AbcMed

Acalásia ou acalasia: o que é isso?

Wednesday, October 22, 2014
Avalie este artigo
Acalásia ou acalasia: o que é isso?

O que é acalásia?

Rigorosamente falando, acalásia é toda alteração hipertônica de qualquer esfíncter circular, como o piloro e o esfíncter anal, por exemplo. O uso comum, entretanto, reservou o termo acalásia apenas para o cárdia, o esfíncter entre o esôfago e o estômago, causando dificuldade de passagem do alimento do esôfago para o estômago. A acalásia se caracteriza pela ausência de movimentos peristálticos do esôfago e pelo estreitamento do cárdia e disso decorrem seus sintomas. Essa alteração foi descrita pela primeira vez em 1674, pelo médico Thomas Willis.

Quais são as causas da acalásia?

A acalásia é uma alteração dos nervos em torno do esôfago. Muitas vezes ela é de causa desconhecida, mas também pode ser uma complicação de outras doenças (acalasia secundária) como, por exemplo, a doença de Chagas e a neuropatia diabética. Essa doença geralmente ocorre entre os 20 e 40 anos e progride de forma gradual ao longo dos anos.

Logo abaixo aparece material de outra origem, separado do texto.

//! Lock-free token bucket.
//!
//! # Refill Protocol
//! ```text
//! elapsed = now - last_refill
//! if elapsed >= interval:
//!     tokens_to_add = elapsed / interval        (integer division)
//!     CAS last_refill -> last_refill + tokens_to_add * interval
//!     winner credits tokens_to_add, clamped to capacity
//! ```
//! The timestamp CAS elects a single refiller per elapsed window, so
//! concurrent callers cannot double-credit. Integer division advances the
//! timestamp by whole intervals only; the fractional remainder stays
//! banked for the next call instead of being discarded.

use std::sync::atomic::{AtomicU32, AtomicU64, Ordering};

use crate::clock::now_ms;
use crate::config::{ConfigSource, RateLimitConfig};
use crate::error::DispatchError;

/// Fallback refill rate for the configured variant.
pub const DEFAULT_TOKENS_PER_SECOND: u32 = 10;
/// Fallback burst capacity for the configured variant.
pub const DEFAULT_CAPACITY: u32 = 100;

/// Lock-free rate limiter holding up to `capacity` permits.
#[derive(Debug)]
pub struct TokenBucket {
    refill_interval_ms: u64,
    capacity: u32,
    tokens: AtomicU32,
    last_refill_ms: AtomicU64,
}

impl TokenBucket {
    /// Create a bucket that grants one token every `refill_interval_ms`,
    /// starting full. Both tunables must be strictly positive.
    pub fn new(refill_interval_ms: u64, capacity: u32) -> Result<Self, DispatchError> {
        if refill_interval_ms == 0 {
            return Err(DispatchError::InvalidConfig(
                "token bucket refill_interval_ms must be positive".to_string(),
            ));
        }
        if capacity == 0 {
            return Err(DispatchError::InvalidConfig(
                "token bucket capacity must be positive".to_string(),
            ));
        }
        Ok(Self::assemble(refill_interval_ms, capacity))
    }

    fn assemble(refill_interval_ms: u64, capacity: u32) -> Self {
        Self {
            refill_interval_ms,
            capacity,
            tokens: AtomicU32::new(capacity),
            last_refill_ms: AtomicU64::new(now_ms()),
        }
    }

    /// Consume one token. `true` means admitted; `false` is an ordinary
    /// negative signal, never an error.
    pub fn try_acquire(&self) -> bool {
        self.refill();

        let mut current = self.tokens.load(Ordering::Acquire);
        loop {
            if current == 0 {
                return false;
            }
            match self.tokens.compare_exchange_weak(
                current,
                current - 1,
                Ordering::AcqRel,
                Ordering::Acquire,
            ) {
                Ok(_) => return true,
                Err(seen) => current = seen,
            }
        }
    }

    /// Tokens currently available; a snapshot, already stale on return.
    pub fn available(&self) -> u32 {
        self.tokens.load(Ordering::Acquire)
    }

    fn refill(&self) {
        let now = now_ms();
        let last = self.last_refill_ms.load(Ordering::Acquire);
        let elapsed = now.saturating_sub(last);
        if elapsed < self.refill_interval_ms {
            return;
        }

        let tokens_to_add = elapsed / self.refill_interval_ms;
        let advanced = last + tokens_to_add * self.refill_interval_ms;
        // single-refiller election: only the thread that advances the
        // timestamp credits tokens, so losers cannot double-add
        if self
            .last_refill_ms
            .compare_exchange(last, advanced, Ordering::AcqRel, Ordering::Acquire)
            .is_err()
        {
            return;
        }

        let credit = tokens_to_add.min(u64::from(self.capacity)) as u32;
        let mut current = self.tokens.load(Ordering::Acquire);
        loop {
            let next = current.saturating_add(credit).min(self.capacity);
            match self.tokens.compare_exchange_weak(
                current,
                next,
                Ordering::AcqRel,
                Ordering::Acquire,
            ) {
                Ok(_) => return,
                Err(seen) => current = seen,
            }
        }
    }
}

/// Token bucket whose tunables come from an external config source, with
/// logged fallback defaults when entries are absent or unparsable.
#[derive(Debug)]
pub struct ConfiguredTokenBucket {
    inner: TokenBucket,
}

impl ConfiguredTokenBucket {
    /// Read `rate_limit.tokens_per_second` and `rate_limit.capacity` from
    /// the source. Missing or non-positive values fall back to the
    /// documented defaults; the fallback is deliberate and logged.
    pub fn from_source(source: &dyn ConfigSource) -> Self {
        let rate = match source.get_i64("rate_limit.tokens_per_second") {
            Some(v) if v > 0 => v as u32,
            Some(v) => {
                tracing::warn!(
                    value = v,
                    default = DEFAULT_TOKENS_PER_SECOND,
                    "non-positive tokens_per_second, using default"
                );
                DEFAULT_TOKENS_PER_SECOND
            }
            None => {
                tracing::warn!(
                    default = DEFAULT_TOKENS_PER_SECOND,
                    "tokens_per_second unset or unparsable, using default"
                );
                DEFAULT_TOKENS_PER_SECOND
            }
        };
        let capacity = match source.get_i64("rate_limit.capacity") {
            Some(v) if v > 0 => v as u32,
            Some(v) => {
                tracing::warn!(
                    value = v,
                    default = DEFAULT_CAPACITY,
                    "non-positive capacity, using default"
                );
                DEFAULT_CAPACITY
            }
            None => {
                tracing::warn!(
                    default = DEFAULT_CAPACITY,
                    "capacity unset or unparsable, using default"
                );
                DEFAULT_CAPACITY
            }
        };

        Self::from_settings(RateLimitConfig {
            tokens_per_second: rate,
            capacity,
        })
    }

    /// Build from an already-validated config section.
    pub fn from_settings(config: RateLimitConfig) -> Self {
        let rate = config.tokens_per_second.max(1);
        let interval_ms = (1000 / u64::from(rate)).max(1);
        Self {
            inner: TokenBucket::assemble(interval_ms, config.capacity.max(1)),
        }
    }

    pub fn try_acquire(&self) -> bool {
        self.inner.try_acquire()
    }

    pub fn available(&self) -> u32 {
        self.inner.available()
    }
}

#[cfg(test)]
mod tests {
    use super::*;
    use crate::config::TomlSource;
    use std::thread::sleep;
    use std::time::Duration;

    #[test]
    fn test_rejects_non_positive_tunables() {
        assert!(TokenBucket::new(0, 5).is_err());
        assert!(TokenBucket::new(100, 0).is_err());
    }

    #[test]
    fn test_starts_full_and_drains() {
        let bucket = TokenBucket::new(60_000, 5).unwrap();
        for _ in 0..5 {
            assert!(bucket.try_acquire());
        }
        assert!(!bucket.try_acquire(), "sixth call must be rejected");
    }

    #[test]
    fn test_refill_after_interval() {
        let bucket = TokenBucket::new(100, 5).unwrap();
        for _ in 0..5 {
            assert!(bucket.try_acquire());
        }
        assert!(!bucket.try_acquire());

        sleep(Duration::from_millis(105));
        assert!(bucket.try_acquire(), "one interval banked one token");
        assert!(!bucket.try_acquire(), "only one token was credited");
    }

    #[test]
    fn test_fractional_elapsed_carries_over() {
        let bucket = TokenBucket::new(100, 10).unwrap();
        for _ in 0..10 {
            assert!(bucket.try_acquire());
        }

        // 150ms = one whole interval plus a 50ms remainder
        sleep(Duration::from_millis(150));
        assert!(bucket.try_acquire());
        assert!(!bucket.try_acquire());

        // the banked 50ms means only ~60ms more completes the next interval
        sleep(Duration::from_millis(70));
        assert!(bucket.try_acquire(), "remainder was preserved, not discarded");
    }

    #[test]
    fn test_never_exceeds_capacity() {
        let bucket = TokenBucket::new(50, 3).unwrap();
        sleep(Duration::from_millis(400));
        // far more than 3 intervals elapsed; credit clamps at capacity
        assert!(bucket.try_acquire());
        assert!(bucket.available() <= 3);
        let mut granted = 1;
        while bucket.try_acquire() {
            granted += 1;
        }
        assert_eq!(granted, 3);
    }

    #[test]
    fn test_concurrent_drain_is_bounded() {
        use std::sync::atomic::{AtomicU32, Ordering};
        use std::sync::Arc;

        let bucket = Arc::new(TokenBucket::new(60_000, 50).unwrap());
        let granted = Arc::new(AtomicU32::new(0));

        let handles: Vec<_> = (0..8)
            .map(|_| {
                let bucket = bucket.clone();
                let granted = granted.clone();
                std::thread::spawn(move || {
                    for _ in 0..100 {
                        if bucket.try_acquire() {
                            granted.fetch_add(1, Ordering::Relaxed);
                        }
                    }
                })
            })
            .collect();
        for handle in handles {
            handle.join().unwrap();
        }

        assert_eq!(granted.load(Ordering::Relaxed), 50);
    }

    #[test]
    fn test_configured_bucket_reads_source() {
        let source = TomlSource::from_str(
            r#"
            [rate_limit]
            tokens_per_second = 20
            capacity = 2
            "#,
        );
        let bucket = ConfiguredTokenBucket::from_source(&source);
        assert!(bucket.try_acquire());
        assert!(bucket.try_acquire());
        assert!(!bucket.try_acquire());
    }

    #[test]
    fn test_configured_bucket_falls_back_to_defaults() {
        let source = TomlSource::from_str("rate_limit = { capacity = \"lots\" }");
        let bucket = ConfiguredTokenBucket::from_source(&source);
        // defaults: capacity 100, so a long burst is admitted
        let granted = (0..DEFAULT_CAPACITY + 10)
            .filter(|_| bucket.try_acquire())
            .count() as u32;
        assert_eq!(granted, DEFAULT_CAPACITY);
    }
}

Qual é a fisiopatologia da acalásia?

O mecanismo da acalásia consiste na destruição dos plexos neuromusculares da parede esofágica que leva a uma perda progressiva dos movimentos peristálticos do esôfago e da capacidade de relaxamento do cárdia. Com a perda da tonicidade da parede muscular do esôfago e a hipertonicidade do cárdia ocorre uma dilatação e alongamento progressivos do esôfago, formando uma câmara que pode conter grandes volumes de alimento e saliva.

Quais são os principais sinais e sintomas da acalásia?

Um dos sintomas do paciente portador de acalasia é a disfagia (dificuldade de engolir) de longa duração e a dor retroesternal (atrás do osso esterno). A dificuldade de passagem do alimento do esôfago para o estômago pode evoluir com megaesôfago (dilatação do esôfago) progressivo. Há perda de peso, vômitos, regurgitação, salivação excessiva, dor torácica e azia. Também pode ocorrer tosse noturna, abscessos nos pulmões, infecções das vias aéreas e pneumonia por aspiração.

Como o médico diagnostica a acalásia?

O diagnóstico da acalásia começa pela história clínica e segue pelos exames complementares. Nas fases iniciais o diagnóstico pode ser mais difícil porque a dilatação do esôfago pode ainda não estar presente e exames rotineiros, nesses casos, como a esofagoscopia (exame que permite observar o interior do esôfago através de uma câmera) e as radiografias contrastadas do esôfago podem ser normais.

Mais tarde, a presença de resíduos alimentares pode ser constatada pela endoscopia e pelas radiografias contrastadas de esôfago, os quais também podem mostrar a dilatação e, nos casos mais avançados, o alongamento e a tortuosidade do esôfago. A esofagomanometria (medida da pressão intraesofágica) é o exame de escolha para o diagnóstico nas fases iniciais.

A acalasia pode ser confundida com o refluxo gastroesofágico e o câncer esofágico. O diagnóstico diferencial com o câncer esofágico pode ser feito porque a disfagia da acalasia dura anos, ao contrário daquela associada ao câncer esofágico que tem duração de semanas ou, no máximo, alguns meses. Uma biópsia, feita durante a esofagoscopia pode ajudar a afastar o diagnóstico de câncer ou de outras doenças.

Como o médico trata a acalásia?

Os tratamentos da acalásia visam alargar o esfíncter contraído, de modo que ele permita mais facilmente a passagem de alimentos do esôfago para o estômago. As principais opções de tratamento incluem a dilatação do cárdia com balão, o bloqueio neuromuscular do cárdia com injeções de toxina botulínica, realizada através da endoscopia e ainda mudanças no estilo de vida. O tratamento mais eficaz, contudo, é feito através de medicamentos que ajudam a relaxar o esfíncter e cirurgia que consiste em cortar as fibras musculares do esfíncter.

Como evolui a acalásia?

A acalásia aumenta a probabilidade dos indivíduos desenvolverem câncer no esôfago.

Nota ao leitor:

As notas acima são dirigidas principalmente aos leigos em medicina e têm por objetivo destacar os aspectos mais relevantes desse assunto e não visam substituir as orientações do médico, que devem ser tidas como superiores a elas. Sendo assim, elas não devem ser utilizadas para autodiagnóstico ou automedicação nem para subsidiar trabalhos que requeiram rigor científico.